-A usted le acusan también de bloquear el diálogo.
-Comparados con el resto de autonomías somos los que más mesas de negociación tenemos abiertas permanentemente con los diferentes sectores. Llevamos del orden de 130 desde el verano para acá. Ese es el dato objetivo, otra cosa es que cada uno tenga su opinión. Nuestra obligación es ponerle el termómetro a la sociedad e interpretar los deseos mayoritarios.
-Sin embargo, el manifiesto de trece reivindicaciones que plantea la Plataforma per l'Ensenyament Públic sigue prácticamente tal cual.
-Esta Conselleria y este Gobierno tiene los interlocutores que la ley marca y con ellos trabajamos.

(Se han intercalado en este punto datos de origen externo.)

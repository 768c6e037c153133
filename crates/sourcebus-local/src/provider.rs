// ABOUTME: Fallback provider that answers from the local filesystem when no VCS backend is configured
// ABOUTME: File work runs on tokio tasks, serialized per path; connectivity follows the workspace root

use parking_lot::RwLock;
use sourcebus_core::{
    BusError, ConnectionState, ConnectionStateTracker, FileResponder, FileStatusInfo, Notifier,
    SettingInfo, SettingResponder, SettingStatus, SourceControlBus, SourceControlCommands,
    SourceControlConnection, SourceControlFlags, SourceControlStatus,
};
use sourcebus_logging::{debug, info};
use std::future::Future;
use std::path::{Path, PathBuf};
use std::sync::Arc;
use tokio::runtime::Handle;

use crate::fs_ops::{self, Outcome};
use crate::path_queue::PathQueue;

/// The one connection setting this provider understands
pub const WORKSPACE_ROOT_KEY: &str = "workspace_root";

const SETTING_CONTEXT: &str = "local";

pub struct LocalFileProvider {
    runtime: Handle,
    tracker: ConnectionStateTracker,
    workspace_root: RwLock<Option<PathBuf>>,
    queue: Arc<PathQueue>,
}

impl LocalFileProvider {
    /// File operations are spawned on `runtime`
    pub fn new(notifier: Notifier, runtime: Handle) -> Self {
        Self {
            runtime,
            tracker: ConnectionStateTracker::new(notifier),
            workspace_root: RwLock::new(None),
            queue: Arc::new(PathQueue::new()),
        }
    }

    pub fn with_workspace_root(self, root: impl Into<PathBuf>) -> Self {
        *self.workspace_root.write() = Some(root.into());
        self
    }

    /// Create a provider for `bus`, bind it to both channels and enable it
    pub fn install(
        bus: &SourceControlBus,
        runtime: Handle,
        root: impl Into<PathBuf>,
    ) -> Result<Arc<Self>, BusError> {
        let provider = Arc::new(Self::new(bus.notifier(), runtime).with_workspace_root(root));
        bus.bind_provider(provider.clone())?;
        provider.enable_source_control(true);
        Ok(provider)
    }

    pub fn workspace_root(&self) -> Option<PathBuf> {
        self.workspace_root.read().clone()
    }

    fn config_valid(&self) -> bool {
        self.workspace_root
            .read()
            .as_deref()
            .is_some_and(Path::is_dir)
    }

    fn in_workspace(&self, path: &Path) -> bool {
        self.workspace_root
            .read()
            .as_deref()
            .is_some_and(|root| path.starts_with(root))
    }

    /// Run `operation` for `path` after earlier operations on the same path.
    ///
    /// Paths outside the workspace root are answered `NotTracked` untouched.
    fn schedule<F, Fut>(&self, path: &Path, responder: FileResponder, operation: F)
    where
        F: FnOnce(PathBuf) -> Fut + Send + 'static,
        Fut: Future<Output = Outcome> + Send + 'static,
    {
        if !self.tracker.state().is_active() {
            debug!(
                path = %path.display(),
                state = %self.tracker.state(),
                "Local provider not active"
            );
            responder.fail(SourceControlStatus::ProviderDown);
            return;
        }

        if !self.in_workspace(path) {
            debug!(path = %path.display(), "Path is outside the local workspace");
            responder.respond(
                true,
                FileStatusInfo::with_status(
                    path,
                    SourceControlStatus::NotTracked,
                    SourceControlFlags::empty(),
                ),
            );
            return;
        }

        let mut turn = self.queue.enter(path);
        let path = path.to_path_buf();
        self.runtime.spawn(async move {
            turn.wait().await;
            let (success, info) = operation(path).await;
            drop(turn);
            responder.respond(success, info);
        });
    }

    fn root_setting(&self) -> SettingInfo {
        let info = match self.workspace_root() {
            Some(root) => SettingInfo::new(SettingStatus::Set, root.display().to_string()),
            None => SettingInfo::new(SettingStatus::Unset, ""),
        };
        info.with_context(SETTING_CONTEXT)
    }
}

impl SourceControlCommands for LocalFileProvider {
    fn get_file_info(&self, path: &Path, responder: FileResponder) {
        self.schedule(path, responder, |path| async move {
            fs_ops::inspect(&path).await
        });
    }

    fn request_edit(&self, path: &Path, allow_multi_checkout: bool, responder: FileResponder) {
        self.schedule(path, responder, move |path| async move {
            fs_ops::make_writable(&path, allow_multi_checkout).await
        });
    }

    fn request_delete(&self, path: &Path, responder: FileResponder) {
        self.schedule(path, responder, |path| async move {
            fs_ops::remove(&path).await
        });
    }

    /// Nothing to revert without history; answers the file's current status
    fn request_revert(&self, path: &Path, responder: FileResponder) {
        self.schedule(path, responder, |path| async move {
            fs_ops::inspect(&path).await
        });
    }
}

impl SourceControlConnection for LocalFileProvider {
    fn enable_source_control(&self, enable: bool) {
        let valid = self.config_valid();
        if enable && !valid {
            info!(root = ?self.workspace_root(), "Local provider workspace root is not a directory");
        }
        self.tracker.apply_enable(enable, valid);
    }

    fn is_active(&self) -> bool {
        self.tracker.state().is_active()
    }

    fn enable_trust(&self, enable: bool, fingerprint: &str) {
        debug!(enable, fingerprint, "Local provider has no certificates to trust");
    }

    fn has_trust_issue(&self) -> bool {
        false
    }

    fn set_connection_setting(&self, key: &str, value: &str, responder: SettingResponder) {
        if key != WORKSPACE_ROOT_KEY {
            responder.respond(SettingInfo::invalid().with_context(SETTING_CONTEXT));
            return;
        }

        let root = (!value.is_empty()).then(|| PathBuf::from(value));
        info!(root = ?root, "Local provider workspace root changed");
        *self.workspace_root.write() = root;
        self.tracker.revalidate(self.config_valid());
        responder.respond(self.root_setting());
    }

    fn get_connection_setting(&self, key: &str, responder: SettingResponder) {
        let info = if key == WORKSPACE_ROOT_KEY {
            self.root_setting()
        } else {
            SettingInfo::invalid().with_context(SETTING_CONTEXT)
        };
        responder.respond(info);
    }

    fn source_control_state(&self) -> ConnectionState {
        self.tracker.state()
    }
}

impl std::fmt::Debug for LocalFileProvider {
    fn fmt(&self, f: &mut std::fmt::Formatter<'_>) -> std::fmt::Result {
        f.debug_struct("LocalFileProvider")
            .field("workspace_root", &self.workspace_root())
            .field("state", &self.tracker.state())
            .finish()
    }
}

Tenemos las mesas abiertas con nuestros interlocutores naturales. Si alguien quiere «salvems», que se vaya al Cabanyal. Literalmente.
-Sin embargo, las movilizaciones de protesta organizadas por esa plataforma han sido masivas.
-El año pasado, al acabar la manifestación en contra de EpC -a la que yo llamo de los panes y los peces porque cada vez que se habla de ella se multiplica el número de asistentes- alguien dijo: «esta es la mayoría social, que convoquen elecciones si se atreven». Al cabo de poco tiempo hubo elecciones europeas con el resultado de una mayoría abrumadora del PP. Yo, de alguna gente, me repensaría su posición en el seno de la sociedad, no vaya a ser que mirando sólo a las minorías nos olvidemos de las mayorías.
-Pero la tensión parece no acabar.
-La gente, en general, no responde a la agitación que se le propone desde la izquierda. Por eso estamos convencidos de que trabajamos en bien del sistema educativo en general, y del público en particular.